Although bitcoin rallied more than 20% in October, the “Alameda gap” — the sharp decline in order book liquidity we observed after the collapse of FTX and its sister company Alameda Research — has persisted. The 2% market depth for BTC, ETH and altcoins on centralized exchanges hovered at $800mn as of last week, still 55% below its pre-FTX levels.
While this is partly due to the low volume/low volatility environment which has kept both advanced traders and liquidity providers out of the market, there are also structural reasons — i.e. market makers leaving the space after sustaining losses or permanently revising their risk management strategies after FTX. For a refresher, check out our detailed analysis of the impact of the FTX collapse, written last November.
Government exhibit provides insight into Alameda’s market manipulation.
The prosecution in the case against SBF presented an exhibit showing Signal messages in which SBF directed Caroline Ellison, head of Alameda Research, to begin increasing the pace of buying of MAPS and OXY to pump their price. The messages were sent on January 24, 2022, with Ellison stating that the trading firm had purchased about $400k each of the two tokens in the previous five days.
As the chart shows, much of this volume came on Solana DEXes, as there was just about $1mn total volume for the two tokens on FTX in that timeframe. However, shortly after Ellison confirmed that Alameda would increase its TWAP purchases, the volume (and price) of both tokens began to skyrocket, especially MAPS’ volume, registering about $1mn in volume in two days.
Zcash trades at a persistent premium on Yobit.
The second largest privacy coin by market cap — Zcash (ZEC) — has been trading at a persistent premium on Russian exchange Yobit throughout most of 2023. The ZEC-BTC price ratio was at times more than 30% higher relative to other exchanges such as Coinbase and Gemini.
The ZEC-BTC trading pair happens to be the second highest volume pair on Yobit, which is unusual considering the token ranks 84th in terms of global trading volume.
While ZEC has been trading at a premium since June 2022 on Yobit, the premium widened significantly this year and lasted for nearly seven months between February and August. It re-emerged in October and currently hovers at around 9%.
ZEC trade volumes on the exchange have been persistent despite dropping on other exchanges, with Yobit facilitating around $600mn in October, up from $400mn a year ago. Nearly all of the trade volume in October was on the buy side. Overall, Yobit’s market share of ZEC volume surged from around 30% in early 2022 to around 80% as of October 2023.
Privacy coins are designed to obscure transaction details, making them difficult to track. This has led some exchanges, such as Korean exchanges and HTX, to delist them due to rising regulatory pressures. In February, Dubai, tightened its stance towards privacy coins banning their use. The European Banking Authority also issued a draft guidance warning privacy coin users back in May.

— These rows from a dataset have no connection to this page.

// render.rs - Project the starfield into an output buffer
//
// Output encoding (one byte per pixel, for canvas rendering):
//   0        = empty
//   1-255    = star intensity (opacity scaled by attenuated point size)
//
// Camera sits on +z looking down -z with a vertical field of view. Where
// stars overlap the brighter one wins.

use crate::config::StarFieldConfig;
use crate::field::{Rotation, apply};

const NEAR: f32 = 0.1;

pub struct Encoder {
    out: Vec<u8>,
    w: u32,
    h: u32,
}

impl Encoder {
    pub fn new(w: u32, h: u32) -> Self {
        Self {
            out: vec![0; (w as usize) * (h as usize)],
            w,
            h,
        }
    }

    pub fn resize(&mut self, w: u32, h: u32) {
        self.w = w;
        self.h = h;
        self.out.resize((w as usize) * (h as usize), 0);
    }

    pub fn clear(&mut self) {
        self.out.fill(0);
    }

    pub fn len(&self) -> usize { self.out.len() }
    pub fn is_empty(&self) -> bool { self.out.is_empty() }
    pub fn width(&self) -> u32 { self.w }
    pub fn height(&self) -> u32 { self.h }
    pub fn as_slice(&self) -> &[u8] { &self.out }

    /// Encode rotated points to output buffer
    pub fn encode_points(&mut self, points: &[f32], rotation: &Rotation, cfg: &StarFieldConfig) {
        if self.out.is_empty() { return; }

        let (w, h) = (self.w as f32, self.h as f32);
        let m = rotation.matrix();
        let focal = 1.0 / (cfg.fov_deg.to_radians() * 0.5).tan();
        let aspect = w / h;
        let base = cfg.opacity * 255.0;

        for p in points.chunks_exact(3) {
            let (x, y, z) = apply(&m, p[0], p[1], p[2]);

            // Distance in front of the camera
            let depth = cfg.camera_z - z;
            if depth <= NEAR { continue; }

            let ndc_x = focal / aspect * x / depth;
            let ndc_y = focal * y / depth;
            let sx = ((ndc_x + 1.0) * 0.5 * w).floor() as i32;
            let sy = ((1.0 - ndc_y) * 0.5 * h).floor() as i32;

            // Size attenuation: on-screen size in pixels
            let px = cfg.point_size * (h * 0.5) / depth;
            let enc = (base * px.min(1.0)).clamp(0.0, 255.0) as u8;

            self.put(sx, sy, enc);
        }
    }

    #[inline]
    fn put(&mut self, x: i32, y: i32, enc: u8) {
        if enc == 0 { return; }
        if (x as u32) < self.w && (y as u32) < self.h {
            let idx = y as usize * self.w as usize + x as usize;
            if enc > self.out[idx] { self.out[idx] = enc; }
        }
    }
}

Coinbase market share stagnates.
Coinbase, the largest U.S. exchange by market share, has failed to benefit from the demise of Binance.US, with its market share oscillating around 55% since May. Meanwhile, Kraken’s market share has risen from 18% to 26% while smaller exchanges like LMAX Digital and Bitstamp have also taken some market share.

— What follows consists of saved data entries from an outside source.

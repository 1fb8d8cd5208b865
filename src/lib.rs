use wasm_bindgen::prelude::*;

// ============================================================================
// PORTFOLIO ENGINE - Starfield backdrop and scroll progress for the site
// ============================================================================
//
// The host page calls into these types from its requestAnimationFrame loop.
// Everything here is single-threaded and allocation-free per frame.

pub mod config;
pub mod error;
pub mod field;
pub mod motion;
pub mod render;
pub mod scroll;

pub use config::{EngineConfig, MarqueeConfig, SpringConfig, StarFieldConfig};
pub use error::{EngineError, Result};
pub use field::StarField;
pub use scroll::{ScrollMetrics, ScrollTracker, Spring};

use rand::SeedableRng;
use rand::rngs::SmallRng;

/// Install console logging and the panic hook once the module loads.
#[cfg(target_arch = "wasm32")]
#[wasm_bindgen(start)]
pub fn start() {
    console_error_panic_hook::set_once();
    let level = if cfg!(debug_assertions) { log::Level::Debug } else { log::Level::Warn };
    // Fails only if a logger is already installed, which is fine.
    let _ = console_log::init_with_level(level);
}

/// Seed for the decorative RNG. Not reproducible, and not meant to be.
pub fn entropy_seed() -> u64 {
    #[cfg(target_arch = "wasm32")]
    {
        let hi = (js_sys::Math::random() * u32::MAX as f64) as u64;
        let lo = (js_sys::Math::random() * u32::MAX as f64) as u64;
        (hi << 32) | lo
    }
    #[cfg(not(target_arch = "wasm32"))]
    {
        use std::time::{SystemTime, UNIX_EPOCH};
        SystemTime::now()
            .duration_since(UNIX_EPOCH)
            .map(|d| d.as_nanos() as u64)
            .unwrap_or(0xDEADBEEF)
    }
}

// ----------------------------------------------------------------------------
// Starfield
// ----------------------------------------------------------------------------

#[wasm_bindgen(js_name = StarField)]
pub struct Backdrop {
    inner: StarField,
}

#[wasm_bindgen(js_class = StarField)]
impl Backdrop {
    // No Default: construction validates config and draws entropy.
    #[wasm_bindgen(constructor)]
    pub fn new() -> std::result::Result<Backdrop, JsError> {
        Self::build(StarFieldConfig::default())
    }

    /// Construct from a JSON `StarFieldConfig`; missing fields use defaults.
    pub fn from_json(json: &str) -> std::result::Result<Backdrop, JsError> {
        Self::build(StarFieldConfig::from_json(json)?)
    }

    /// Construct from the `starfield` section of a whole-page `EngineConfig`.
    pub fn from_engine_json(json: &str) -> std::result::Result<Backdrop, JsError> {
        Self::build(EngineConfig::from_json(json)?.starfield)
    }

    pub fn tick(&mut self, delta: f32) {
        self.inner.tick(delta);
    }

    pub fn render(&mut self, w: u32, h: u32) {
        self.inner.render(w, h);
    }

    // Accessors for WASM
    pub fn output_ptr(&self) -> *const u8 { self.inner.output().as_ptr() }
    pub fn output_len(&self) -> usize { self.inner.output().len() }
    pub fn positions_ptr(&self) -> *const f32 { self.inner.points().as_ptr() }
    pub fn positions_len(&self) -> usize { self.inner.points().len() }
    pub fn count(&self) -> usize { self.inner.count() }
    pub fn radius(&self) -> f32 { self.inner.config().radius }
    pub fn rotation_x(&self) -> f32 { self.inner.rotation().x }
    pub fn rotation_y(&self) -> f32 { self.inner.rotation().y }
    pub fn rotation_z(&self) -> f32 { self.inner.rotation().z }
}

impl Backdrop {
    fn build(cfg: StarFieldConfig) -> std::result::Result<Backdrop, JsError> {
        let mut rng = SmallRng::seed_from_u64(entropy_seed());
        Ok(Self { inner: StarField::new(cfg, &mut rng)? })
    }
}

// ----------------------------------------------------------------------------
// Scroll progress bar
// ----------------------------------------------------------------------------

#[wasm_bindgen]
pub struct ScrollBar {
    inner: ScrollTracker,
}

#[wasm_bindgen]
impl ScrollBar {
    #[wasm_bindgen(constructor)]
    pub fn new() -> ScrollBar {
        Self { inner: ScrollTracker::new(SpringConfig::default()) }
    }

    /// Construct from a JSON `SpringConfig`; missing fields use defaults.
    pub fn from_json(json: &str) -> std::result::Result<ScrollBar, JsError> {
        Ok(Self { inner: ScrollTracker::new(SpringConfig::from_json(json)?) })
    }

    /// Construct from the `scroll` section of a whole-page `EngineConfig`.
    pub fn from_engine_json(json: &str) -> std::result::Result<ScrollBar, JsError> {
        Ok(Self { inner: ScrollTracker::new(EngineConfig::from_json(json)?.scroll) })
    }

    /// One frame: raw DOM metrics plus seconds since the previous frame.
    pub fn update(&mut self, scroll_top: f64, scroll_height: f64, client_height: f64, dt: f64) -> f64 {
        self.inner.update(ScrollMetrics::new(scroll_top, scroll_height, client_height), dt)
    }

    pub fn jump_to(&mut self, scroll_top: f64, scroll_height: f64, client_height: f64) {
        self.inner.jump_to(ScrollMetrics::new(scroll_top, scroll_height, client_height));
    }

    pub fn scale_x(&self) -> f64 { self.inner.scale_x() }
    pub fn is_settled(&self) -> bool { self.inner.is_settled() }
}

impl Default for ScrollBar {
    fn default() -> Self { Self::new() }
}

// ----------------------------------------------------------------------------
// Motion helpers
// ----------------------------------------------------------------------------

#[wasm_bindgen(js_name = Marquee)]
pub struct MarqueeStrip {
    inner: motion::Marquee,
}

#[wasm_bindgen(js_class = Marquee)]
impl MarqueeStrip {
    #[wasm_bindgen(constructor)]
    pub fn new() -> MarqueeStrip {
        Self { inner: motion::Marquee::default() }
    }

    /// Construct from a JSON `MarqueeConfig`; missing fields use defaults.
    pub fn from_json(json: &str) -> std::result::Result<MarqueeStrip, JsError> {
        Ok(Self { inner: motion::Marquee::new(MarqueeConfig::from_json(json)?) })
    }

    /// Construct from the `marquee` section of a whole-page `EngineConfig`.
    pub fn from_engine_json(json: &str) -> std::result::Result<MarqueeStrip, JsError> {
        Ok(Self { inner: motion::Marquee::new(EngineConfig::from_json(json)?.marquee) })
    }

    /// Track translation as a fraction of its width, in (-1, 0].
    pub fn offset(&self, elapsed_secs: f64) -> f64 { self.inner.offset(elapsed_secs) }
    pub fn duration_secs(&self) -> f64 { self.inner.duration_secs() }
}

impl Default for MarqueeStrip {
    fn default() -> Self { Self::new() }
}

/// `[dx, dy]` of the pointer from the card centre.
#[wasm_bindgen]
pub fn card_pointer_offset(
    client_x: f64,
    client_y: f64,
    left: f64,
    top: f64,
    width: f64,
    height: f64,
) -> Vec<f64> {
    let (dx, dy) = motion::card_offset(client_x, client_y, motion::Rect::new(left, top, width, height));
    vec![dx, dy]
}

Coinbase’s Q3 quarterly report last week showed declining revenue and profit relative to the previous quarter. The exchange has been pushing ahead with its international expansion and derivative offerings in search for additional revenue streams.
Bitcoin’s correlation with equities is falling.
Bitcoin’s correlation with traditional assets has weakened meaningfully this year, boosting its appeal as portfolio diversifier. Its 60-day correlation with the Nasdaq 100 fell from more than 70% in September 2022 to just around 19% as of last week. BTC’s negative correlation to the U.S. dollar has also weakened from 40%-50% to 11%. While on the rise since August, BTC’s correlation with gold averaged just 12% this year. Typically, a correlation in the range of a negative 20% to a positive 20% means that the asset is mostly uncorrelated.